• **Exercise prompt**
Compute how many lines below contain the word "TogglePause" and respond with that number only.
══ Material to process ══
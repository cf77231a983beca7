//! Main GUI application

use crate::state::{ideal_points, PlotView, UiState, AXIS_LIMIT};
use eframe::egui;
use egui_plot::{MarkerShape, Plot, PlotPoints, Points};
use iq_constellation::{snapshot_lines, ControlEvent, Flow, Session, Ticker};
use serialport::SerialPort;
use std::time::{Duration, Instant};

/// Main application struct
pub struct ConstellationApp {
    session: Session<Box<dyn SerialPort>>,
    ticker: Ticker,
    view: PlotView,
    ui: UiState,
    port: String,
}

impl ConstellationApp {
    pub fn new(
        _cc: &eframe::CreationContext<'_>,
        session: Session<Box<dyn SerialPort>>,
        tick_period: Duration,
        port: String,
    ) -> Self {
        Self {
            session,
            ticker: Ticker::new(tick_period),
            view: PlotView::default(),
            ui: UiState::default(),
            port,
        }
    }

    /// Map key presses to control events
    fn poll_keys(&self, ctx: &egui::Context) -> Vec<ControlEvent> {
        ctx.input(|i| {
            [
                (egui::Key::Space, ControlEvent::TogglePause),
                (egui::Key::C, ControlEvent::Clear),
                (egui::Key::R, ControlEvent::ForceRefresh),
                (egui::Key::Q, ControlEvent::Quit),
            ]
            .into_iter()
            .filter(|(key, _)| i.key_pressed(*key))
            .map(|(_, event)| event)
            .collect()
        })
    }

    fn apply(&mut self, ctx: &egui::Context, event: ControlEvent) {
        match self.session.handle(event) {
            Ok(Flow::Quit) => {
                self.ui.status = "Exiting".to_string();
                ctx.send_viewport_cmd(egui::ViewportCommand::Close);
            }
            Ok(Flow::Continue) => {
                self.ui.error = None;
                self.ui.status = match event {
                    ControlEvent::Clear => "Data cleared".to_string(),
                    ControlEvent::ForceRefresh => "Manual refresh".to_string(),
                    _ if self.session.controller().is_running() => "Capturing".to_string(),
                    _ => "Paused".to_string(),
                };
            }
            Err(e) => {
                self.ui.error = Some(format!("{:?} failed: {}", event, e));
            }
        }
    }

    /// Render the top toolbar
    fn render_toolbar(&mut self, ctx: &egui::Context) {
        let mut clicked = None;

        egui::TopBottomPanel::top("toolbar").show(ctx, |ui| {
            ui.horizontal(|ui| {
                ui.heading("Constellation");
                ui.label(&self.port);
                ui.separator();

                let label = if self.view.snapshot.running {
                    "⏸ Pause"
                } else {
                    "▶ Resume"
                };
                if ui.button(label).clicked() {
                    clicked = Some(ControlEvent::TogglePause);
                }
                if ui.button("🗑 Clear").clicked() {
                    clicked = Some(ControlEvent::Clear);
                }
                if ui.button("⟳ Refresh").clicked() {
                    clicked = Some(ControlEvent::ForceRefresh);
                }
                if ui.button("⏹ Quit").clicked() {
                    clicked = Some(ControlEvent::Quit);
                }

                // Status on the right
                ui.with_layout(egui::Layout::right_to_left(egui::Align::Center), |ui| {
                    if let Some(error) = &self.ui.error {
                        ui.colored_label(egui::Color32::RED, error);
                    } else {
                        ui.label(&self.ui.status);
                    }
                });
            });
        });

        if let Some(event) = clicked {
            self.apply(ctx, event);
        }
    }

    /// Render the left sidebar with the statistics block
    fn render_sidebar(&self, ctx: &egui::Context) {
        egui::SidePanel::left("sidebar")
            .resizable(true)
            .default_width(200.0)
            .show(ctx, |ui| {
                ui.heading("Info");
                for line in snapshot_lines(&self.view.snapshot) {
                    ui.label(line);
                }
                ui.separator();

                ui.heading("Controls");
                ui.label("Space: Pause/Resume");
                ui.label("C: Clear data");
                ui.label("R: Force refresh");
                ui.label("Q: Exit");
            });
    }

    /// Render the scatter plot
    fn render_plot(&self, ctx: &egui::Context) {
        egui::CentralPanel::default().show(ctx, |ui| {
            Plot::new("constellation")
                .data_aspect(1.0)
                .include_x(-AXIS_LIMIT)
                .include_x(AXIS_LIMIT)
                .include_y(-AXIS_LIMIT)
                .include_y(AXIS_LIMIT)
                .allow_zoom(false)
                .allow_drag(false)
                .x_axis_label("I (In-phase)")
                .y_axis_label("Q (Quadrature)")
                .show(ui, |plot_ui| {
                    plot_ui.points(
                        Points::new(PlotPoints::from(ideal_points()))
                            .shape(MarkerShape::Cross)
                            .radius(6.0)
                            .color(egui::Color32::from_rgba_unmultiplied(255, 0, 0, 80))
                            .name("Ideal"),
                    );
                    plot_ui.points(
                        Points::new(PlotPoints::from(self.view.points.clone()))
                            .radius(2.5)
                            .color(egui::Color32::from_rgb(40, 90, 220))
                            .name("Captured"),
                    );
                });
        });
    }
}

impl eframe::App for ConstellationApp {
    fn update(&mut self, ctx: &egui::Context, _frame: &mut eframe::Frame) {
        for event in self.poll_keys(ctx) {
            self.apply(ctx, event);
        }

        // Drain and summarise on the fixed tick cadence
        let now = Instant::now();
        if self.view.ticks == 0 || self.ticker.is_due(now) {
            self.session.tick_into(&mut self.view);
        }
        ctx.request_repaint_after(self.ticker.remaining(Instant::now()));

        // Render UI
        self.render_toolbar(ctx);
        self.render_sidebar(ctx);
        self.render_plot(ctx);
    }
}
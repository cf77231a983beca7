//! Command-line arguments shared by the console and GUI programs

use crate::capture::{CaptureConfig, NoiseParameters};
use crate::common::parse_hex_u16;
use crate::link::{LinkConfig, DEFAULT_BAUD};
use crate::stats::StatsConfig;
use clap::Parser;
use rand::rngs::StdRng;
use rand::SeedableRng;
use std::time::Duration;

#[derive(Parser, Debug, Clone)]
#[command(
    version,
    about = "Live I/Q constellation capture from a serial test instrument",
    long_about = None
)]
pub struct Args {
    /// Serial port of the instrument (e.g. /dev/ttyUSB0 or COM2)
    #[arg(short, long)]
    pub port: String,

    /// Baud rate of the control link
    #[arg(short, long, default_value_t = DEFAULT_BAUD)]
    pub baud: u32,

    /// AWGN injection level (hexadecimal, 16-bit)
    #[arg(long, default_value = "0800", value_parser = parse_hex_u16)]
    pub awgn: u16,

    /// Phase-noise injection level (hexadecimal, 16-bit)
    #[arg(long, default_value = "0100", value_parser = parse_hex_u16)]
    pub pn: u16,

    /// Number of points kept on display
    #[arg(short, long, default_value_t = 1500)]
    #[arg(value_parser = clap::value_parser!(u32).range(1..))]
    pub max_points: u32,

    /// Display refresh period in milliseconds
    #[arg(short, long, default_value_t = 80)]
    #[arg(value_parser = clap::value_parser!(u64).range(10..=5000))]
    pub tick_ms: u64,

    /// Seed for the address generator (random if omitted)
    #[arg(long)]
    pub seed: Option<u64>,
}

impl Args {
    pub fn link_config(&self) -> LinkConfig {
        LinkConfig {
            baud: self.baud,
            ..LinkConfig::new(self.port.clone())
        }
    }

    pub fn noise(&self) -> NoiseParameters {
        NoiseParameters {
            awgn: self.awgn,
            pn: self.pn,
        }
    }

    pub fn capture_config(&self) -> CaptureConfig {
        CaptureConfig::default()
    }

    pub fn stats_config(&self) -> StatsConfig {
        StatsConfig {
            max_points: self.max_points as usize,
            ..StatsConfig::default()
        }
    }

    pub fn tick_period(&self) -> Duration {
        Duration::from_millis(self.tick_ms)
    }

    pub fn rng(&self) -> StdRng {
        match self.seed {
            Some(seed) => StdRng::seed_from_u64(seed),
            None => StdRng::from_entropy(),
        }
    }
}
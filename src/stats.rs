//! Display-side statistics: bounded point buffer, capture rate and snapshot

use crate::capture::CaptureStatus;
use crate::error::{ConstellationError, Result};
use crate::queue::{Sample, SampleQueue};
use std::collections::{HashSet, VecDeque};
use std::time::{Duration, Instant};

/// Stats window tuning
#[derive(Debug, Clone, Copy, PartialEq, Eq)]
pub struct StatsConfig {
    /// Capacity of the display buffer
    pub max_points: usize,
    /// Capacity of the timestamp history used for the rate
    pub history_capacity: usize,
    /// Trailing window for the capture rate
    pub time_window: Duration,
    /// Number of most recent points the I/Q ranges are computed over
    pub recent_span: usize,
}

impl Default for StatsConfig {
    fn default() -> Self {
        Self {
            max_points: 1500,
            history_capacity: 100,
            time_window: Duration::from_secs(8),
            recent_span: 100,
        }
    }
}

/// Fixed-capacity ring of the most recent samples
pub struct DisplayBuffer {
    data: VecDeque<Sample>,
    max_points: usize,
}

impl DisplayBuffer {
    /// A zero capacity is raised to one; [`StatsWindow::new`] rejects it instead
    pub fn new(max_points: usize) -> Self {
        let max_points = max_points.max(1);
        Self {
            data: VecDeque::with_capacity(max_points),
            max_points,
        }
    }

    /// Append, evicting the oldest sample once full
    pub fn push(&mut self, sample: Sample) {
        if self.data.len() >= self.max_points {
            self.data.pop_front();
        }
        self.data.push_back(sample);
    }

    pub fn clear(&mut self) {
        self.data.clear();
    }

    pub fn len(&self) -> usize {
        self.data.len()
    }

    pub fn is_empty(&self) -> bool {
        self.data.is_empty()
    }

    pub fn capacity(&self) -> usize {
        self.max_points
    }

    /// Oldest first
    pub fn iter(&self) -> impl Iterator<Item = &Sample> + '_ {
        self.data.iter()
    }

    pub fn latest(&self) -> Option<&Sample> {
        self.data.back()
    }

    /// The last `n` samples (or fewer), oldest first
    pub fn recent(&self, n: usize) -> impl Iterator<Item = &Sample> + '_ {
        self.data.iter().skip(self.data.len().saturating_sub(n))
    }

    pub fn distinct_points(&self) -> usize {
        self.data.iter().map(Sample::point).collect::<HashSet<_>>().len()
    }
}

/// Per-tick summary handed to the renderer
#[derive(Debug, Clone, Copy, Default, PartialEq)]
pub struct Snapshot {
    pub total_captured: u64,
    pub buffered: usize,
    pub distinct_points: usize,
    pub refresh_count: u64,
    /// Points per second over the trailing window
    pub capture_rate: f64,
    /// max(I) - min(I) over the most recent points
    pub i_range: u16,
    pub q_range: u16,
    /// Samples drained from the queue on this tick
    pub new_samples: usize,
    pub running: bool,
}

impl Snapshot {
    pub fn status_label(&self) -> &'static str {
        if self.running {
            "Running"
        } else {
            "Paused"
        }
    }
}

/// Consumer side of the pipeline, refreshed once per tick
pub struct StatsWindow {
    queue: SampleQueue,
    buffer: DisplayBuffer,
    history: VecDeque<Instant>,
    config: StatsConfig,
    total_captured: u64,
}

impl StatsWindow {
    pub fn new(queue: SampleQueue, config: StatsConfig) -> Result<Self> {
        if config.max_points == 0 {
            return Err(ConstellationError::InvalidParameter(
                "display buffer must hold at least 1 point".to_string(),
            ));
        }

        Ok(Self {
            queue,
            buffer: DisplayBuffer::new(config.max_points),
            history: VecDeque::with_capacity(config.history_capacity),
            config,
            total_captured: 0,
        })
    }

    pub fn queue(&self) -> &SampleQueue {
        &self.queue
    }

    pub fn buffer(&self) -> &DisplayBuffer {
        &self.buffer
    }

    pub fn total_captured(&self) -> u64 {
        self.total_captured
    }

    /// Move everything queued into the display buffer and timestamp history
    ///
    /// Returns the number of samples moved.
    pub fn drain(&mut self) -> usize {
        let drained = self.queue.drain_all();
        for sample in &drained {
            self.buffer.push(*sample);
            if self.config.history_capacity > 0 {
                if self.history.len() >= self.config.history_capacity {
                    self.history.pop_front();
                }
                self.history.push_back(sample.timestamp);
            }
        }
        self.total_captured += drained.len() as u64;
        drained.len()
    }

    /// Points per second seen in the history within the trailing window
    pub fn capture_rate(&self, now: Instant) -> f64 {
        let window = self.config.time_window;
        if window.is_zero() {
            return 0.0;
        }
        let recent = self
            .history
            .iter()
            .filter(|&&t| now.saturating_duration_since(t) < window)
            .count();
        recent as f64 / window.as_secs_f64()
    }

    /// I and Q spans over the most recent points
    pub fn recent_ranges(&self) -> (u16, u16) {
        let mut recent = self.buffer.recent(self.config.recent_span).peekable();
        if recent.peek().is_none() {
            return (0, 0);
        }

        let (mut i_min, mut i_max, mut q_min, mut q_max) = (i8::MAX, i8::MIN, i8::MAX, i8::MIN);
        for sample in recent {
            i_min = i_min.min(sample.i);
            i_max = i_max.max(sample.i);
            q_min = q_min.min(sample.q);
            q_max = q_max.max(sample.q);
        }
        (span(i_min, i_max), span(q_min, q_max))
    }

    /// Drain, recompute and summarise
    pub fn tick(&mut self, now: Instant, capture: &CaptureStatus) -> Snapshot {
        let new_samples = self.drain();
        let (i_range, q_range) = self.recent_ranges();

        Snapshot {
            total_captured: self.total_captured,
            buffered: self.buffer.len(),
            distinct_points: self.buffer.distinct_points(),
            refresh_count: capture.refresh_count,
            capture_rate: self.capture_rate(now),
            i_range,
            q_range,
            new_samples,
            running: capture.running,
        }
    }

    /// Empty the display buffer and reset the running total
    ///
    /// Samples still in the queue are kept and show up on the next tick.
    pub fn clear(&mut self) {
        self.buffer.clear();
        self.total_captured = 0;
    }
}

fn span(min: i8, max: i8) -> u16 {
    (i16::from(max) - i16::from(min)) as u16
}

#[cfg(test)]
mod tests {
    use super::*;

    fn sample(i: i8, q: i8, timestamp: Instant) -> Sample {
        Sample::new(i, q, timestamp)
    }

    fn window_with(config: StatsConfig) -> StatsWindow {
        StatsWindow::new(SampleQueue::new(), config).unwrap()
    }

    #[test]
    fn test_buffer_evicts_oldest() {
        let now = Instant::now();
        let mut buffer = DisplayBuffer::new(3);
        for i in 0..5 {
            buffer.push(sample(i, 0, now));
            assert!(buffer.len() <= 3);
        }
        let kept: Vec<i8> = buffer.iter().map(|s| s.i).collect();
        assert_eq!(kept, vec![2, 3, 4]);
        assert_eq!(buffer.latest().map(|s| s.i), Some(4));
    }

    #[test]
    fn test_buffer_recent() {
        let now = Instant::now();
        let mut buffer = DisplayBuffer::new(10);
        for i in 0..6 {
            buffer.push(sample(i, 0, now));
        }
        let recent: Vec<i8> = buffer.recent(2).map(|s| s.i).collect();
        assert_eq!(recent, vec![4, 5]);
        assert_eq!(buffer.recent(100).count(), 6);
    }

    #[test]
    fn test_distinct_points() {
        let now = Instant::now();
        let mut buffer = DisplayBuffer::new(10);
        buffer.push(sample(1, 1, now));
        buffer.push(sample(1, 1, now));
        buffer.push(sample(1, -1, now));
        assert_eq!(buffer.distinct_points(), 2);
    }

    #[test]
    fn test_tick_drains_queue() {
        let now = Instant::now();
        let mut stats = window_with(StatsConfig::default());
        stats.queue().push(sample(45, -50, now));
        stats.queue().push(sample(-15, 15, now));

        let status = CaptureStatus {
            running: true,
            refresh_count: 4,
            captured: 2,
        };
        let snap = stats.tick(now, &status);
        assert_eq!(snap.new_samples, 2);
        assert_eq!(snap.total_captured, 2);
        assert_eq!(snap.buffered, 2);
        assert_eq!(snap.distinct_points, 2);
        assert_eq!(snap.refresh_count, 4);
        assert_eq!(snap.i_range, 60);
        assert_eq!(snap.q_range, 65);
        assert!(snap.running);
        assert_eq!(snap.status_label(), "Running");

        let snap = stats.tick(now, &status);
        assert_eq!(snap.new_samples, 0);
        assert_eq!(snap.total_captured, 2);
    }

    #[test]
    fn test_buffer_never_exceeds_max_points() {
        let now = Instant::now();
        let mut stats = window_with(StatsConfig {
            max_points: 50,
            ..StatsConfig::default()
        });
        for i in 0..120 {
            stats.queue().push(sample(i as i8, 0, now));
        }
        let snap = stats.tick(now, &CaptureStatus::default());
        assert_eq!(snap.buffered, 50);
        assert_eq!(snap.total_captured, 120);
        assert_eq!(stats.buffer().iter().next().map(|s| s.i), Some(70));
    }

    #[test]
    fn test_rate_empty_history() {
        let stats = window_with(StatsConfig::default());
        assert_eq!(stats.capture_rate(Instant::now()), 0.0);
    }

    #[test]
    fn test_rate_counts_trailing_window() {
        let start = Instant::now();
        let mut stats = window_with(StatsConfig::default());
        for _ in 0..4 {
            stats.queue().push(sample(0, 0, start));
        }
        for _ in 0..12 {
            stats.queue().push(sample(0, 0, start + Duration::from_secs(5)));
        }
        stats.drain();

        assert_eq!(stats.capture_rate(start + Duration::from_secs(5)), 16.0 / 8.0);
        // First four fall out of the 8 s window
        assert_eq!(stats.capture_rate(start + Duration::from_secs(9)), 12.0 / 8.0);
        assert_eq!(stats.capture_rate(start + Duration::from_secs(14)), 0.0);
    }

    #[test]
    fn test_history_is_bounded() {
        let now = Instant::now();
        let mut stats = window_with(StatsConfig::default());
        for _ in 0..250 {
            stats.queue().push(sample(0, 0, now));
        }
        stats.drain();
        // Only the last 100 timestamps are kept
        assert_eq!(stats.capture_rate(now), 100.0 / 8.0);
    }

    #[test]
    fn test_ranges_use_recent_points_only() {
        let now = Instant::now();
        let mut stats = window_with(StatsConfig::default());
        stats.queue().push(sample(-128, 127, now));
        for _ in 0..100 {
            stats.queue().push(sample(10, 20, now));
        }
        stats.drain();
        assert_eq!(stats.recent_ranges(), (0, 0));

        stats.queue().push(sample(127, -128, now));
        stats.drain();
        assert_eq!(stats.recent_ranges(), (117, 148));
    }

    #[test]
    fn test_full_scale_range() {
        let now = Instant::now();
        let mut stats = window_with(StatsConfig::default());
        stats.queue().push(sample(-128, -128, now));
        stats.queue().push(sample(127, 127, now));
        stats.drain();
        assert_eq!(stats.recent_ranges(), (255, 255));
    }

    #[test]
    fn test_zero_capacity_rejected() {
        let config = StatsConfig {
            max_points: 0,
            ..StatsConfig::default()
        };
        let result = StatsWindow::new(SampleQueue::new(), config);
        assert!(matches!(result, Err(ConstellationError::InvalidParameter(_))));
    }

    #[test]
    fn test_clear_ignores_pending_queue() {
        let now = Instant::now();
        let mut stats = window_with(StatsConfig::default());
        stats.queue().push(sample(1, 1, now));
        stats.drain();
        stats.queue().push(sample(2, 2, now));

        stats.clear();
        assert_eq!(stats.buffer().len(), 0);
        assert_eq!(stats.total_captured(), 0);
        assert_eq!(stats.queue().len(), 1);

        let snap = stats.tick(now, &CaptureStatus::default());
        assert_eq!(snap.buffered, 1);
        assert_eq!(snap.total_captured, 1);
        assert_eq!(snap.status_label(), "Paused");
    }
}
═══
• **Solution to the problem**
2